There are some big no-no:s when working with NPS and these types of customer surveys.
Never ever pay your staff for a high NPS-score!
This is the easiest pitfall you can do if you want to provide an excellent customer experience. As soon as you make NPS part of someones salary or other types of bonuses you will loose insights to the customer experience.
First of all - it is not one person being scored - it is your whole company - including brand, reputation and how you deliver compared to your competition. It is wrong to incentify a few people for this.
The numbers will be gamed by different means. Common examples are:
- Asking customers for a high score on the survey - you will no longer know what they really thought
- Excluding unsatisfied customers or mishandling contact information to customers who might not score high. - You will not know what to improve or how you perform.

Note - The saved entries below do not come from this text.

// Copyright (C) 2026 Fred Clausen
// Use of this source code is governed by an MIT-style
// license that can be found in the LICENSE file or at
// https://opensource.org/licenses/MIT.

#![allow(clippy::expect_used, clippy::unwrap_used)]

mod helpers;
mod remove_tests;
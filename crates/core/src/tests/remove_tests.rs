// Copyright (C) 2026 Fred Clausen
// Use of this source code is governed by an MIT-style
// license that can be found in the LICENSE file or at
// https://opensource.org/licenses/MIT.

use crate::tests::helpers::{
    add, create_test_copy, create_test_existing_registry, create_test_registry,
};
use crate::{Command, CoreError, Outcome, RegistryState, TransitionResult, apply};

#[test]
fn test_remove_drops_copy_and_its_file() {
    let state: RegistryState = create_test_registry();

    let result: TransitionResult = apply(&state, Command::RemoveCopy { position: 0 }).unwrap();

    assert_eq!(result.outcome, Outcome::Removed { position: 0 });
    assert_eq!(result.new_state.len(), 1);
    assert_eq!(result.new_state.copies()[0].file_name, "b.pdf");
    assert_eq!(
        result.new_state.pending_files()[0].as_ref().unwrap().file_name,
        "b.pdf"
    );
    assert_eq!(result.new_state.file_count(), 1);
    assert_eq!(result.new_state.total_page_count(), 4);
}

#[test]
fn test_remove_last_copy_of_new_solicitation_empties_registry() {
    let state: RegistryState = add(&RegistryState::new(), create_test_copy("a.pdf", 3));

    let result: TransitionResult = apply(&state, Command::RemoveCopy { position: 0 }).unwrap();

    assert_eq!(result.outcome, Outcome::Removed { position: 0 });
    assert!(result.new_state.is_empty());
    assert_eq!(result.new_state.total_page_count(), 0);
}

#[test]
fn test_remove_last_copy_of_existing_solicitation_signals_deletion() {
    let state: RegistryState = create_test_existing_registry();

    let result: TransitionResult = apply(&state, Command::RemoveCopy { position: 0 }).unwrap();

    assert_eq!(
        result.outcome,
        Outcome::LastCopyRemovalDeletesSolicitation { solicitation_id: 7 }
    );
    assert_eq!(result.new_state, state);
    assert!(!result.outcome.is_structural_change());
}

#[test]
fn test_remove_from_existing_solicitation_with_several_copies() {
    let state: RegistryState = add(
        &create_test_existing_registry(),
        create_test_copy("novo.pdf", 2),
    );

    let result: TransitionResult = apply(&state, Command::RemoveCopy { position: 0 }).unwrap();

    assert_eq!(result.outcome, Outcome::Removed { position: 0 });
    assert_eq!(result.new_state.len(), 1);
    assert_eq!(result.new_state.solicitation_id(), Some(7));
}

#[test]
fn test_remove_unknown_position_fails() {
    let state: RegistryState = create_test_registry();

    let result: Result<TransitionResult, CoreError> =
        apply(&state, Command::RemoveCopy { position: 2 });

    assert_eq!(result, Err(CoreError::CopyNotFound { position: 2 }));
}

#[test]
fn test_clear_resets_everything() {
    let state: RegistryState = create_test_registry();
    let state: RegistryState = apply(&state, Command::SelectDeadline { hours: 96 })
        .unwrap()
        .new_state;

    let result: TransitionResult = apply(&state, Command::Clear).unwrap();

    assert_eq!(result.outcome, Outcome::Cleared);
    assert!(result.new_state.is_empty());
    assert!(result.new_state.pending_files().is_empty());
    assert_eq!(result.new_state.file_count(), 0);
    assert_eq!(result.new_state.total_page_count(), 0);
    assert_eq!(result.new_state.deadline(), grafica_domain::DEFAULT_DEADLINE_HOURS);
}
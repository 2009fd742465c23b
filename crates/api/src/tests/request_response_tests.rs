// Copyright (C) 2026 Fred Clausen
// Use of this source code is governed by an MIT-style
// license that can be found in the LICENSE file or at
// https://opensource.org/licenses/MIT.

use crate::tests::helpers::{create_test_registry, create_test_solicitation};
use crate::{ApiError, CommentRequest, ListFilter, SubmitRequest, parse_date};
use grafica_domain::Solicitation;
use time::{Date, Month};

#[test]
fn test_submit_request_from_registry_collects_uploads() {
    let request: SubmitRequest = SubmitRequest::from_registry(&create_test_registry(), 48);

    assert_eq!(request.payload.id, None);
    assert_eq!(request.payload.deadline, 48);
    assert_eq!(request.payload.total_page_count, 16);
    assert_eq!(request.payload.copies.len(), 2);
    assert!(request.payload.copies.iter().all(|copy| copy.file.is_none()));
    assert_eq!(request.files.len(), 1);
}

#[test]
fn test_payload_serializes_in_camel_case_without_files() {
    let request: SubmitRequest = SubmitRequest::from_registry(&create_test_registry(), 24);

    let json: serde_json::Value = serde_json::to_value(&request.payload).unwrap();

    assert_eq!(json["deadline"], 24);
    assert_eq!(json["totalPageCount"], 16);
    assert!(json.get("id").is_none());
    let copy: &serde_json::Value = &json["copies"][0];
    assert_eq!(copy["fileName"], "a.pdf");
    assert_eq!(copy["isPhysicalFile"], false);
    assert_eq!(copy["printConfig"]["sheetsTotal"], 10);
    assert_eq!(copy["printConfig"]["pages"], "ALL");
    assert!(copy.get("file").is_none());
    assert_eq!(json["copies"][1]["isPhysicalFile"], true);
}

#[test]
fn test_submit_request_from_solicitation_has_no_files() {
    let solicitation: Solicitation = create_test_solicitation();

    let request: SubmitRequest = SubmitRequest::from_solicitation(&solicitation);

    assert_eq!(request.payload.id, Some(7));
    assert_eq!(request.payload.total_page_count, 14);
    assert!(request.files.is_empty());
}

#[test]
fn test_empty_filter_has_no_params() {
    assert!(ListFilter::default().to_query().unwrap().is_empty());
}

#[test]
fn test_filter_renders_all_params() {
    let filter: ListFilter = ListFilter::default()
        .with_filtering("mine")
        .with_concluded(true)
        .with_dates(
            Some(Date::from_calendar_date(2026, Month::January, 5).unwrap()),
            Some(Date::from_calendar_date(2026, Month::February, 28).unwrap()),
        )
        .with_query("  apostila ");

    let params: Vec<(&'static str, String)> = filter.to_query().unwrap();

    assert_eq!(
        params,
        vec![
            ("filtering", String::from("mine")),
            ("concluded", String::from("true")),
            ("startDate", String::from("2026-01-05")),
            ("endDate", String::from("2026-02-28")),
            ("query", String::from("apostila")),
        ]
    );
}

#[test]
fn test_filter_skips_blank_query() {
    let params: Vec<(&'static str, String)> =
        ListFilter::default().with_query("   ").to_query().unwrap();

    assert!(params.is_empty());
}

#[test]
fn test_filter_rejects_inverted_window() {
    let filter: ListFilter = ListFilter::default().with_dates(
        Some(Date::from_calendar_date(2026, Month::May, 2).unwrap()),
        Some(Date::from_calendar_date(2026, Month::May, 1).unwrap()),
    );

    assert!(matches!(
        filter.to_query(),
        Err(ApiError::InvalidInput { ref field, .. }) if field == "startDate"
    ));
}

#[test]
fn test_parse_date() {
    assert_eq!(
        parse_date("startDate", "2026-10-18").unwrap(),
        Date::from_calendar_date(2026, Month::October, 18).unwrap()
    );
    assert!(matches!(
        parse_date("startDate", "18/10/2026"),
        Err(ApiError::InvalidInput { .. })
    ));
}

#[test]
fn test_comment_request_wire_format() {
    let request: CommentRequest = CommentRequest {
        message: String::from("Pode grampear?"),
    };

    assert_eq!(
        serde_json::to_string(&request).unwrap(),
        r#"{"message":"Pode grampear?"}"#
    );
}
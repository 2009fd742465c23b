// Copyright (C) 2026 Fred Clausen
// Use of this source code is governed by an MIT-style
// license that can be found in the LICENSE file or at
// https://opensource.org/licenses/MIT.

//! Plain-text rendering of solicitations for the terminal.

use grafica::RegistryState;
use grafica_domain::{DocumentCopy, PageSelection, Solicitation, TableRow, TimelineEventKind};
use std::fmt::Write;

/// Returns the status label shown next to a solicitation.
#[must_use]
pub const fn status_label(solicitation: &Solicitation) -> &'static str {
    if solicitation.archived {
        "archived"
    } else if solicitation.is_concluded() {
        "concluded"
    } else {
        "open"
    }
}

fn id_label(id: Option<i64>) -> String {
    id.map_or_else(|| String::from("-"), |id| format!("#{id}"))
}

/// Renders one copy as a single line.
#[must_use]
pub fn describe_copy(copy: &DocumentCopy) -> String {
    let config = &copy.print_config;
    let pages: &str = match config.pages {
        PageSelection::All => "all pages",
        PageSelection::Custom => copy.intervals().unwrap_or("all pages"),
    };
    let medium: &str = if copy.is_physical_file {
        "physical"
    } else {
        "digital"
    };

    let mut line: String = format!(
        "{} {} ({medium}): {pages}, {}x, {}/side, {} sheets",
        id_label(copy.id),
        copy.file_name,
        config.copy_count,
        config.pages_per_sheet.value(),
        copy.sheets_total()
    );
    if config.front_and_back {
        line.push_str(", duplex");
    }
    if !copy.notes.trim().is_empty() {
        let _ = write!(line, " [{}]", copy.notes.trim());
    }
    line
}

/// Renders one listing row as a single line.
#[must_use]
pub fn describe_row(row: &TableRow) -> String {
    match row {
        TableRow::Solicitation(solicitation) => {
            let owner: &str = solicitation
                .user
                .as_ref()
                .and_then(|user| user.common_name.as_deref())
                .unwrap_or("-");
            format!(
                "{}\t{}\t{} copies\t{} sheets\t{}h\t{owner}",
                id_label(solicitation.id),
                status_label(solicitation),
                solicitation.copies.len(),
                row.sheets(),
                solicitation.deadline
            )
        }
        TableRow::Copy {
            solicitation_id,
            copy,
        } => format!("#{solicitation_id}\t{}", describe_copy(copy)),
    }
}

fn event_label(kind: TimelineEventKind) -> &'static str {
    match kind {
        TimelineEventKind::Comment => "comment",
        TimelineEventKind::Open => "opened",
        TimelineEventKind::Close => "closed",
        TimelineEventKind::Archive => "archived",
        TimelineEventKind::Edit => "edited",
    }
}

/// Renders a solicitation with its copies and timeline.
#[must_use]
pub fn describe_solicitation(solicitation: &Solicitation) -> String {
    let mut text: String = format!(
        "Solicitation {} ({})\nDeadline: {}h\nTotal sheets: {}\n",
        id_label(solicitation.id),
        status_label(solicitation),
        solicitation.deadline,
        solicitation.total_page_count
    );

    if let Some(created) = &solicitation.creation_date {
        let _ = writeln!(text, "Created: {created}");
    }

    text.push_str("Copies:\n");
    for copy in &solicitation.copies {
        let _ = writeln!(text, "  {}", describe_copy(copy));
    }

    if !solicitation.timeline.is_empty() {
        text.push_str("Timeline:\n");
        for event in &solicitation.timeline {
            let who: &str = event
                .user
                .as_ref()
                .and_then(|user| user.common_name.as_deref())
                .unwrap_or("-");
            let _ = writeln!(
                text,
                "  {} {} by {who}{}",
                event.date.as_deref().unwrap_or("-"),
                event_label(event.kind),
                event
                    .message
                    .as_deref()
                    .map(|message| format!(": {message}"))
                    .unwrap_or_default()
            );
        }
    }

    text
}

/// Summarises a registry before it is submitted.
#[must_use]
pub fn describe_registry(registry: &RegistryState) -> String {
    let mut text: String = format!(
        "{} copies, {} sheets, {}h deadline\n",
        registry.file_count(),
        registry.total_page_count(),
        registry.deadline()
    );
    for copy in registry.copies() {
        let _ = writeln!(text, "  {}", describe_copy(copy));
    }
    text
}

You will loose your actual insights if you incentify the score. We suggest incentifying a high response rate. This will make sure your staff are keen to get customers to provide insights you need to provide good service.
It will also boost a good culture of wanting to improve.
Do not be too scientific about it!
The biggest gain of an using NPS is not actually because NPS is the absolute perfect score.
It is having the tools to work with to improve and actually doing it.
We often compare this to a smartwatch. If your smartwatch measures how you burn calories or the number of steps you take a day. Would you stop using it if the numbers are not super accurate?
Because they are not. But using them will help you focus on burning calories or taking more steps than otherwise and that is what takes you towards your goal. If you turn your focus towards if it was really 1200 calories or 1250, then you are off the track.